CA PARIS (15e ch. sect. B), 24 juin 2005 : RG n° 04/06974

Publication : Juris-Data n° 274908

 

Extrait : « Considérant que le contrat stipule que « si au cours d'un mois, les demandes d'arbitrage portant sur les parts ou actions d'un support excédaient 5 % de son capital, la date d'arbitrage de ce support pourrait être différée pour une durée maximum de 6 mois afin de préserver les intérêts de nos assurés » ; que Madame X. soulève la nullité et l'inopposabilité de cette clause en application de l'article L. 132-1 du Code de la consommation ;

Considérant que cette clause, qui fait suite dans le contrat à la clause de cours connu qui traite de la date de valeur, ne présente pas de caractère abusif, dès lors qu'elle ne crée pas de déséquilibre significatif entre les droits et obligations des parties au contrat, mais qu'elle est simplement destinée à planifier un nombre brutalement important de demandes d'arbitrages ; qu'il en résulte que ce seuil de 5 % doit être apprécié à partir de la somme totale des arbitrages effectués par l'ensemble des souscripteurs sur un même support, cette disposition étant manifestement modératrice des effets de la clause de cours connu ».

 

RÉPUBLIQUE FRANÇAISE

AU NOM DU PEUPLE FRANÇAIS

 

COUR D’APPEL DE PARIS

QUINZIÈME CHAMBRE SECTION B

ARRÊT DU 24 JUIN 2005

 

ÉLÉMENTS D’IDENTIFICATION DE LA DÉCISION                                      (N.B. : mention ne figurant pas sur l’original)

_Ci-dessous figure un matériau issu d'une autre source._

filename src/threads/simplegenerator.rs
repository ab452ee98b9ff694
use std::sync::{
    Arc,
    Mutex
};
use std::time::Duration;

use rand::rngs::StdRng;
use tracing::{
    debug,
    info
};

use crate::threads::actorreport::ActorReport;
use crate::threads::cancellationtoken::CancellationToken;
use crate::threads::task::lock_task;
use crate::threads::task::Task;

/// Rewrites the shared task `count` times, with no coordination beyond the lock.
pub struct SimpleGenerator {
    task: Arc<Mutex<Task>>,
    token: CancellationToken,
    rng: StdRng,
    pause: Duration,
}

impl SimpleGenerator {
    pub fn new(task: Arc<Mutex<Task>>, token: CancellationToken, rng: StdRng, pause: Duration) -> SimpleGenerator {
        SimpleGenerator { task, token, rng, pause }
    }

    pub fn run(mut self) -> ActorReport {
        let mut report = ActorReport::new("simple generator");
        let count = lock_task(&self.task).count();
        for iteration in 0..count {
            if self.token.is_cancelled() {
                report.mark_cancelled();
                break;
            }
            let bounds = lock_task(&self.task).randomize(&mut self.rng);
            info!(iteration, left_x = bounds.left_x, right_x = bounds.right_x, step = bounds.step, "source");
            report.record_task(bounds);
            if !self.token.sleep(self.pause) {
                report.mark_cancelled();
                break;
            }
        }
        debug!(written = report.tasks().len(), cancelled = report.cancelled(), "simple generator finished");
        report
    }
}
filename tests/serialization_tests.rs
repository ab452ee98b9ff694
mod common;

use std::fs::File;
use std::io::{
    BufReader,
    BufWriter
};

use tabfn::function::functionerror::FunctionError;
use tabfn::tabulated::arraytabulatedfunction::ArrayTabulatedFunction;
use tabfn::tabulated::functionpoint::FunctionPoint;
use tabfn::tabulated::linkedlisttabulatedfunction::LinkedListTabulatedFunction;
use tabfn::tabulated::tabulatedfunction::TabulatedFunction;
use tabfn::tabulated::tabulatedfunctionfactory::TabulatedFunctionType;
use tabfn::tabulated::tabulatedfunctionio::{
    input_tabulated_function,
    output_tabulated_function,
    read_tabulated_function,
    write_tabulated_function
};

use common::{
    both_variants,
    points
};

fn irregular_points() -> Vec<FunctionPoint> {
    points(&[(-3.0, 0.1), (-2.75, 1e-7), (0.0, -12.5), (0.001, 3.0), (1e6, 2.0)])
}

#[test]
fn binary_file_round_trip_keeps_irregular_spacing() {
    let directory = tempfile::tempdir().unwrap();
    for original in both_variants(&irregular_points()) {
        let path = directory.path().join(format!("{}.bin", original.function_type()));
        output_tabulated_function(original.as_ref(), BufWriter::new(File::create(&path).unwrap())).unwrap();
        for function_type in TabulatedFunctionType::ALL {
            let file = BufReader::new(File::open(&path).unwrap());
            let restored = input_tabulated_function(function_type.factory(), file).unwrap();
            assert_eq!(restored.function_type(), function_type);
            assert_eq!(restored.points(), irregular_points());
        }
        assert_eq!(std::fs::metadata(&path).unwrap().len(), 4 + 5 * 16);
    }
}

#[test]
fn text_file_round_trip_is_exact() {
    let directory = tempfile::tempdir().unwrap();
    let path = directory.path().join("function.txt");
    let original = LinkedListTabulatedFunction::from_points(&irregular_points()).unwrap();
    write_tabulated_function(&original, BufWriter::new(File::create(&path).unwrap())).unwrap();

    let restored = read_tabulated_function(
        TabulatedFunctionType::Array.factory(),
        BufReader::new(File::open(&path).unwrap()),
    )
    .unwrap();
    for (restored, original) in restored.iter().zip(original.iter()) {
        assert_eq!(restored.x().to_bits(), original.x().to_bits());
        assert_eq!(restored.y().to_bits(), original.y().to_bits());
    }
}

#[test]
fn empty_file_is_unexpected_eof() {
    let file = tempfile::NamedTempFile::new().unwrap();
    let reader = BufReader::new(File::open(file.path()).unwrap());
    match input_tabulated_function(TabulatedFunctionType::LinkedList.factory(), reader) {
        Err(FunctionError::IOError(error)) => assert_eq!(error.kind(), std::io::ErrorKind::UnexpectedEof),
        other => panic!("unexpected result {other:?}"),
    }
}

#[test]
fn serde_form_is_shared_by_both_variants() {
    let array = ArrayTabulatedFunction::from_points(&irregular_points()).unwrap();
    let linked = LinkedListTabulatedFunction::from_points(&irregular_points()).unwrap();

    let array_json = serde_json::to_string(&array).unwrap();
    let linked_json = serde_json::to_string(&linked).unwrap();
    assert_eq!(array_json, linked_json);

    let swapped: LinkedListTabulatedFunction = serde_json::from_str(&array_json).unwrap();
    assert!(swapped == array);
    let swapped: ArrayTabulatedFunction = serde_json::from_str(&linked_json).unwrap();
    assert!(swapped == linked);
}

#[test]
fn serde_rejects_broken_invariants() {
    let single = r#"[{"x":0.0,"y":0.0}]"#;
    assert!(serde_json::from_str::<ArrayTabulatedFunction>(single).is_err());
    assert!(serde_json::from_str::<LinkedListTabulatedFunction>(single).is_err());

    let duplicate = r#"[{"x":0.0,"y":0.0},{"x":1.0,"y":0.0},{"x":1.0,"y":2.0}]"#;
    assert!(serde_json::from_str::<LinkedListTabulatedFunction>(duplicate).is_err());
}
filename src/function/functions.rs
use crate::function::function::Function;
use crate::function::functionerror::{
    FunctionError,
    Result
};
use crate::function::meta::arithmetic::{
    Mult,
    Power,
    Sum
};
use crate::function::meta::transform::{
    Composition,
    Scale,
    Shift
};

// ─────────────────────────────────────────────
// Integration
// ─────────────────────────────────────────────

/// Trapezoid-rule integral of `function` over `[left, right]`.
///
/// The interval is cut into sub-intervals of width `step`; the last one is
/// clipped at `right`.
pub fn integrate<F: Function + ?Sized>(
    function: &F,
    left: f64,
    right: f64,
    step: f64,
) -> Result<f64> {
    if !step.is_finite() || step <= 0.0 {
        return Err(FunctionError::argument(format!(
            "integration step must be positive, got {step}"
        )));
    }
    if !left.is_finite() || !right.is_finite() || left > right {
        return Err(FunctionError::argument(format!(
            "invalid integration interval [{left}, {right}]"
        )));
    }
    if left < function.domain_left() || right > function.domain_right() {
        return Err(FunctionError::DomainViolation {
            left,
            right,
            domain_left: function.domain_left(),
            domain_right: function.domain_right(),
        });
    }

    // nodes come from the step index, so a step below the spacing of f64
    // around `left` still terminates
    let steps = ((right - left) / step).ceil();
    if !steps.is_finite() {
        return Err(FunctionError::argument(format!(
            "integration step {step} is too small for [{left}, {right}]"
        )));
    }
    let steps = steps as u64;

    let mut result = 0.0;
    let mut x = left;
    let mut fx = function.value(x);
    for i in 1..=steps {
        let next_x = if i == steps { right } else { (left + i as f64 * step).min(right) };
        if next_x <= x {
            continue;
        }
        let next_fx = function.value(next_x);
        result += (fx + next_fx) * (next_x - x) / 2.0;
        x = next_x;
        fx = next_fx;
    }
    Ok(result)
}

// ─────────────────────────────────────────────
// Combinators
// ─────────────────────────────────────────────

pub fn sum<F: Function, G: Function>(lhs: F, rhs: G) -> Sum<F, G> {
    Sum::new(lhs, rhs)
}

pub fn mult<F: Function, G: Function>(lhs: F, rhs: G) -> Mult<F, G> {
    Mult::new(lhs, rhs)
}

pub fn power<F: Function>(base: F, exponent: f64) -> Power<F> {
    Power::new(base, exponent)
}

pub fn composition<F: Function, G: Function>(outer: F, inner: G) -> Composition<F, G> {
    Composition::new(outer, inner)
}

pub fn scale<F: Function>(function: F, scale_x: f64, scale_y: f64) -> Scale<F> {
    Scale::new(function, scale_x, scale_y)
}

pub fn shift<F: Function>(function: F, shift_x: f64, shift_y: f64) -> Shift<F> {
    Shift::new(function, shift_x, shift_y)
}
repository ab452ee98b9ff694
use std::fmt;
use std::str::FromStr;

use serde::{
    Deserialize,
    Serialize
};

use crate::function::functionerror::{
    FunctionError,
    Result
};
use crate::tabulated::arraytabulatedfunction::ArrayTabulatedFunction;
use crate::tabulated::functionpoint::FunctionPoint;
use crate::tabulated::linkedlisttabulatedfunction::LinkedListTabulatedFunction;
use crate::tabulated::tabulatedfunction::TabulatedFunction;

/// Creation strategy for one tabulated function variant.
pub trait TabulatedFunctionFactory: Send + Sync {
    fn create_with_count(
        &self,
        left_x: f64,
        right_x: f64,
        points_count: usize,
    ) -> Result<Box<dyn TabulatedFunction>>;

    fn create_with_values(
        &self,
        left_x: f64,
        right_x: f64,
        values: &[f64],
    ) -> Result<Box<dyn TabulatedFunction>>;

    fn create_from_points(&self, points: &[FunctionPoint]) -> Result<Box<dyn TabulatedFunction>>;
}

// ─────────────────────────────────────────────
// Factories
// ─────────────────────────────────────────────

#[derive(Debug, Clone, Copy, Default)]
pub struct ArrayTabulatedFunctionFactory;

impl TabulatedFunctionFactory for ArrayTabulatedFunctionFactory {
    fn create_with_count(&self, left_x: f64, right_x: f64, points_count: usize) -> Result<Box<dyn TabulatedFunction>> {
        Ok(Box::new(ArrayTabulatedFunction::new(left_x, right_x, points_count)?))
    }

    fn create_with_values(&self, left_x: f64, right_x: f64, values: &[f64]) -> Result<Box<dyn TabulatedFunction>> {
        Ok(Box::new(ArrayTabulatedFunction::with_values(left_x, right_x, values)?))
    }

    fn create_from_points(&self, points: &[FunctionPoint]) -> Result<Box<dyn TabulatedFunction>> {
        Ok(Box::new(ArrayTabulatedFunction::from_points(points)?))
    }
}

#[derive(Debug, Clone, Copy, Default)]
pub struct LinkedListTabulatedFunctionFactory;

impl TabulatedFunctionFactory for LinkedListTabulatedFunctionFactory {
    fn create_with_count(&self, left_x: f64, right_x: f64, points_count: usize) -> Result<Box<dyn TabulatedFunction>> {
        Ok(Box::new(LinkedListTabulatedFunction::new(left_x, right_x, points_count)?))
    }

    fn create_with_values(&self, left_x: f64, right_x: f64, values: &[f64]) -> Result<Box<dyn TabulatedFunction>> {
        Ok(Box::new(LinkedListTabulatedFunction::with_values(left_x, right_x, values)?))
    }

    fn create_from_points(&self, points: &[FunctionPoint]) -> Result<Box<dyn TabulatedFunction>> {
        Ok(Box::new(LinkedListTabulatedFunction::from_points(points)?))
    }
}

// ─────────────────────────────────────────────
// TabulatedFunctionType
// ─────────────────────────────────────────────

static ARRAY_FACTORY: ArrayTabulatedFunctionFactory = ArrayTabulatedFunctionFactory;
static LINKED_LIST_FACTORY: LinkedListTabulatedFunctionFactory = LinkedListTabulatedFunctionFactory;

/// The closed set of tabulated function variants.
#[derive(Debug, Clone, Copy, Default, PartialEq, Eq, Hash, Serialize, Deserialize)]
pub enum TabulatedFunctionType {
    #[default]
    Array,
    LinkedList,
}

impl TabulatedFunctionType {
    pub const ALL: [TabulatedFunctionType; 2] = [TabulatedFunctionType::Array, TabulatedFunctionType::LinkedList];

    pub fn factory(&self) -> &'static dyn TabulatedFunctionFactory {
        match self {
            TabulatedFunctionType::Array => &ARRAY_FACTORY,
            TabulatedFunctionType::LinkedList => &LINKED_LIST_FACTORY,
        }
    }

    pub fn name(&self) -> &'static str {
        match self {
            TabulatedFunctionType::Array => "Array",
            TabulatedFunctionType::LinkedList => "LinkedList",
        }
    }
}

impl fmt::Display for TabulatedFunctionType {
    fn fmt(&self, f: &mut fmt::Formatter<'_>) -> fmt::Result {
        f.write_str(self.name())
    }
}

/// Accepts the short and the full type names, ignoring case, dashes and underscores.
impl FromStr for TabulatedFunctionType {
    type Err = FunctionError;

    fn from_str(name: &str) -> Result<TabulatedFunctionType> {
        let normalized: String = name
            .chars()
            .filter(|c| !matches!(c, '_' | '-' | ' '))
            .flat_map(char::to_lowercase)
            .collect();
        match normalized.as_str() {
            "array" | "arraytabulatedfunction" => Ok(TabulatedFunctionType::Array),
            "linkedlist" | "linkedlisttabulatedfunction" => Ok(TabulatedFunctionType::LinkedList),
            _ => Err(FunctionError::ConstructionError {
                function_type: name.to_owned(),
                source: None,
            }),
        }
    }
}
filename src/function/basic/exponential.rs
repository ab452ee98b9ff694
use serde::{
    Deserialize,
    Serialize
};

use crate::function::function::Function;

/// `e^x` on the whole real line.
#[derive(Debug, Clone, Copy, Default, PartialEq, Serialize, Deserialize)]
pub struct Exp;

impl Exp {
    pub fn new() -> Exp {
        Exp
    }
}

impl Function for Exp {
    fn domain_left(&self) -> f64 {
        f64::NEG_INFINITY
    }

    fn domain_right(&self) -> f64 {
        f64::INFINITY
    }

    fn value(&self, x: f64) -> f64 {
        x.exp()
    }
}
use serde::Serialize;
use serde_json::Value;

use crate::storage::KeyValueStore;

use super::PredictionRecord;

const ENABLE_LOGS: bool = true;

use crate::{log_info, log_warn};

/// Key the serialized history lives under.
pub const HISTORY_KEY: &str = "fnd_history";

/// Maximum number of records kept.
pub const HISTORY_CAPACITY: usize = 20;

/// A history write that did not reach the backing store. The in-memory
/// sequence was still updated for this session.
#[derive(Debug, Clone, PartialEq, Serialize)]
pub struct PersistenceWarning {
    pub message: String,
}

#[derive(Debug, Clone)]
pub struct HistoryUpdate {
    pub records: Vec<PredictionRecord>,
    pub warning: Option<PersistenceWarning>,
}

/// Newest-first bounded log of predictions, written through to a
/// [`KeyValueStore`] on every mutation.
pub struct HistoryStore<S> {
    backend: S,
    records: Vec<PredictionRecord>,
}

impl<S: KeyValueStore> HistoryStore<S> {
    /// Hydrate from whatever the backend currently holds.
    pub async fn open(backend: S) -> Self {
        let mut store = Self {
            backend,
            records: Vec::new(),
        };
        store.load().await;
        store
    }

    /// Replace the in-memory sequence with the persisted one. Never fails:
    /// unreadable state loads as empty and bad entries are skipped.
    pub async fn load(&mut self) -> &[PredictionRecord] {
        self.records = match self.backend.get(HISTORY_KEY).await {
            Ok(Some(raw)) => decode_history(&raw),
            Ok(None) => Vec::new(),
            Err(err) => {
                log_warn!("Failed to read history, starting empty: {err:#}");
                Vec::new()
            }
        };
        &self.records
    }

    pub async fn prepend(&mut self, record: PredictionRecord) -> HistoryUpdate {
        self.records.insert(0, record);
        self.records.truncate(HISTORY_CAPACITY);
        self.persist().await
    }

    /// Out-of-range indices leave the sequence as it is (it is still re-persisted).
    pub async fn remove_at(&mut self, index: usize) -> HistoryUpdate {
        if index < self.records.len() {
            self.records.remove(index);
        }
        self.persist().await
    }

    pub async fn clear(&mut self) -> HistoryUpdate {
        self.records.clear();
        self.persist().await
    }

    pub fn records(&self) -> &[PredictionRecord] {
        &self.records
    }

    pub fn get(&self, index: usize) -> Option<&PredictionRecord> {
        self.records.get(index)
    }

    pub fn newest(&self) -> Option<&PredictionRecord> {
        self.records.first()
    }

    pub fn len(&self) -> usize {
        self.records.len()
    }

    pub fn is_empty(&self) -> bool {
        self.records.is_empty()
    }

    async fn persist(&self) -> HistoryUpdate {
        let warning = match serde_json::to_string(&self.records) {
            Ok(serialized) => match self.backend.set(HISTORY_KEY, serialized).await {
                Ok(()) => None,
                Err(err) => Some(PersistenceWarning {
                    message: format!("History could not be saved: {err:#}"),
                }),
            },
            Err(err) => Some(PersistenceWarning {
                message: format!("History could not be serialized: {err}"),
            }),
        };

        if let Some(warning) = &warning {
            log_warn!("{}", warning.message);
        }

        HistoryUpdate {
            records: self.records.clone(),
            warning,
        }
    }
}

fn decode_history(raw: &str) -> Vec<PredictionRecord> {
    let entries = match serde_json::from_str::<Value>(raw) {
        Ok(Value::Array(entries)) => entries,
        Ok(_) | Err(_) => {
            log_warn!("Persisted history is not a JSON array; ignoring it");
            return Vec::new();
        }
    };

    let total = entries.len();
    let mut records: Vec<PredictionRecord> = entries
        .into_iter()
        .filter_map(|entry| serde_json::from_value(entry).ok())
        .collect();

    if records.len() < total {
        log_info!(
            "Dropped {} malformed history entries",
            total - records.len()
        );
    }

    records.truncate(HISTORY_CAPACITY);
    records
}
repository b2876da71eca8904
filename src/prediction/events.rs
use crate::history::PredictionRecord;

use super::PredictionState;

/// What the presentation layer is told. The controller never renders anything itself.
pub trait PredictionEvents: Send + Sync + 'static {
    fn state_changed(&self, state: &PredictionState);
    fn result(&self, record: &PredictionRecord);
    fn error(&self, message: &str);
    fn history_changed(&self, records: &[PredictionRecord]);
    /// Non-fatal notice, shown as a toast.
    fn warning(&self, message: &str);
}

/// Drops everything. Useful for headless callers.
pub struct NoopEvents;

impl PredictionEvents for NoopEvents {
    fn state_changed(&self, _state: &PredictionState) {}
    fn result(&self, _record: &PredictionRecord) {}
    fn error(&self, _message: &str) {}
    fn history_changed(&self, _records: &[PredictionRecord]) {}
    fn warning(&self, _message: &str) {}
}

#[cfg(feature = "desktop")]
mod tauri_events {
    use serde::Serialize;
    use tauri::{AppHandle, Emitter};

    use super::PredictionEvents;
    use crate::{
        history::PredictionRecord,
        prediction::PredictionState,
        presentation::{history_views, HistoryItemView, ResultView},
    };

    #[derive(Serialize, Clone)]
    struct HistoryChangedEvent {
        records: Vec<PredictionRecord>,
        items: Vec<HistoryItemView>,
    }

    #[derive(Serialize, Clone)]
    struct MessageEvent<'a> {
        message: &'a str,
    }

    impl PredictionEvents for AppHandle {
        fn state_changed(&self, state: &PredictionState) {
            let _ = self.emit("prediction-state-changed", state);
        }

        fn result(&self, record: &PredictionRecord) {
            let _ = self.emit("prediction-result", ResultView::from_record(record));
        }

        fn error(&self, message: &str) {
            let _ = self.emit("prediction-error", MessageEvent { message });
        }

        fn history_changed(&self, records: &[PredictionRecord]) {
            let payload = HistoryChangedEvent {
                records: records.to_vec(),
                items: history_views(records),
            };
            let _ = self.emit("history-changed", payload);
        }

        fn warning(&self, message: &str) {
            let _ = self.emit("toast", MessageEvent { message });
        }
    }
}
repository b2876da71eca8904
use serde::{Deserialize, Serialize};
use thiserror::Error;

use crate::classifier::Classification;

#[derive(Debug, Error, PartialEq)]
pub enum RecordError {
    #[error("text is empty")]
    EmptyText,
    #[error("label is empty")]
    EmptyLabel,
    #[error("confidence {0} is outside [0, 1]")]
    ConfidenceOutOfRange(f64),
}

/// One completed classification. Immutable once built; the persisted shape
/// is `{"text","label","confidence","model","time"}`.
#[derive(Debug, Clone, PartialEq, Serialize, Deserialize)]
#[serde(try_from = "RawRecord")]
pub struct PredictionRecord {
    text: String,
    label: String,
    confidence: f64,
    model: String,
    /// Unix epoch milliseconds.
    time: i64,
}

#[derive(Deserialize)]
struct RawRecord {
    text: String,
    label: String,
    confidence: f64,
    #[serde(default)]
    model: String,
    time: i64,
}

impl TryFrom<RawRecord> for PredictionRecord {
    type Error = RecordError;

    fn try_from(raw: RawRecord) -> Result<Self, Self::Error> {
        PredictionRecord::new(raw.text, raw.label, raw.confidence, raw.model, raw.time)
    }
}

impl PredictionRecord {
    pub fn new(
        text: impl Into<String>,
        label: impl Into<String>,
        confidence: f64,
        model: impl Into<String>,
        time: i64,
    ) -> Result<Self, RecordError> {
        let text = text.into();
        let label = label.into();

        if text.trim().is_empty() {
            return Err(RecordError::EmptyText);
        }
        if label.trim().is_empty() {
            return Err(RecordError::EmptyLabel);
        }
        // NaN fails the range check too.
        if !(0.0..=1.0).contains(&confidence) {
            return Err(RecordError::ConfidenceOutOfRange(confidence));
        }

        Ok(Self {
            text,
            label,
            confidence,
            model: model.into(),
            time,
        })
    }

    pub fn from_classification(
        text: impl Into<String>,
        classification: Classification,
        time: i64,
    ) -> Result<Self, RecordError> {
        Self::new(
            text,
            classification.label,
            classification.confidence,
            classification.model,
            time,
        )
    }

    pub fn text(&self) -> &str {
        &self.text
    }

    pub fn label(&self) -> &str {
        &self.label
    }

    pub fn confidence(&self) -> f64 {
        self.confidence
    }

    pub fn model(&self) -> &str {
        &self.model
    }

    pub fn time(&self) -> i64 {
        self.time
    }
}
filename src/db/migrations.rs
use anyhow::{bail, Context, Result};
use rusqlite::{Connection, Transaction};

const CURRENT_SCHEMA_VERSION: i32 = 1;

pub fn run_migrations(conn: &mut Connection) -> Result<()> {
    let mut version: i32 = conn
        .pragma_query_value(None, "user_version", |row| row.get(0))
        .context("failed to read user_version pragma")?;

    if version > CURRENT_SCHEMA_VERSION {
        bail!(
            "database version ({}) is newer than supported schema ({})",
            version,
            CURRENT_SCHEMA_VERSION
        );
    }

    if version == CURRENT_SCHEMA_VERSION {
        return Ok(());
    }

    let tx = conn
        .transaction()
        .context("failed to open migration transaction")?;

    while version < CURRENT_SCHEMA_VERSION {
        let next_version = version + 1;
        apply_migration(&tx, next_version)
            .with_context(|| format!("migration to version {next_version} failed"))?;
        version = next_version;
    }

    tx.pragma_update(None, "user_version", CURRENT_SCHEMA_VERSION)
        .context("failed to update user_version pragma")?;
    tx.commit().context("failed to commit migrations")?;

    Ok(())
}

fn apply_migration(tx: &Transaction<'_>, version: i32) -> Result<()> {
    match version {
        1 => {
            tx.execute_batch(include_str!("schemas/schema_v1.sql"))
                .context("failed to execute schema_v1.sql")?;
            Ok(())
        }
        _ => bail!("unknown migration target version: {version}"),
    }
}
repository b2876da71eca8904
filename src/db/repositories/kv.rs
use anyhow::{Context, Result};
use chrono::Utc;
use rusqlite::{params, OptionalExtension};

use crate::db::Database;

impl Database {
    /// Read the value stored under `key`, if any.
    pub async fn get_value(&self, key: &str) -> Result<Option<String>> {
        let key = key.to_string();
        self.execute(move |conn| {
            conn.query_row(
                "SELECT value FROM kv_entries WHERE key = ?1",
                params![key],
                |row| row.get::<_, String>(0),
            )
            .optional()
            .with_context(|| format!("failed to read kv entry '{key}'"))
        })
        .await
    }

    /// Overwrite the value stored under `key` in a single statement.
    pub async fn set_value(&self, key: &str, value: String) -> Result<()> {
        let key = key.to_string();
        self.execute(move |conn| {
            conn.execute(
                "INSERT INTO kv_entries (key, value, updated_at)
                 VALUES (?1, ?2, ?3)
                 ON CONFLICT(key) DO UPDATE SET
                     value = excluded.value,
                     updated_at = excluded.updated_at",
                params![key, value, Utc::now().to_rfc3339()],
            )
            .with_context(|| format!("failed to write kv entry '{key}'"))?;
            Ok(())
        })
        .await
    }
}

Numéro d'inscription au répertoire général : 04/06974. Décision déférée à la Cour : Jugement du 26 juin 2002 -Tribunal de Grande Instance de PARIS - RG n° 2000/18027.

 

APPELANTE :

SA CIE AVIVA VIE anciennement dénommée CIE ABEILLE VIE

prise en la personne de ses représentants légaux ayant son siège [adresse] représentée par la SCP ROBLIN - CHAIX DE LAVARENE, avoués à la Cour, assistée de Maître Bruno QUINT, de la SCP GRANRUT, avocat au barreau de PARIS, Toque : P 14

 

INTIMÉE :

Madame X.

Demeurant [adresse] représentée par la SCP NARRAT - PEYTAVI, avoués à la Cour, assistée de Maître Nicolas LECOC-VALLON, avocat au barreau de PARIS, toque : L. 187

COMPOSITION DE LA COUR : En application des dispositions des articles 786 et 910 du nouveau Code de procédure civile, l'affaire a été débattue le 13 mai 2005, en audience publique, les avocats ne s'y étant pas opposé, devant Madame Claire DAVID, conseiller faisant fonction de président, et Madame Evelyne DELBES, conseiller, chargées d'instruire l'affaire.

Ces magistrats ont rendu compte des plaidoiries dans le délibéré de la Cour, composée de : Madame Claire DAVID, conseiller faisant fonction de président, Madame Evelyne DELBES, conseiller, Monsieur Louis DABOSVILLE, conseiller.

Greffier, lors des débats : Madame Violaine PALOQUE.

[minute page 2] ARRÊT : - CONTRADICTOIRE - prononcé publiquement par Madame Claire DAVID, conseiller faisant fonction de président - signé par Madame Claire DAVID, conseiller faisant fonction de président et par Madame Violaine PALOQUE, greffier présent lors du prononcé.

 

EXPOSÉ DU LITIGE                                                                                         (N.B. : mention ne figurant pas sur l’original)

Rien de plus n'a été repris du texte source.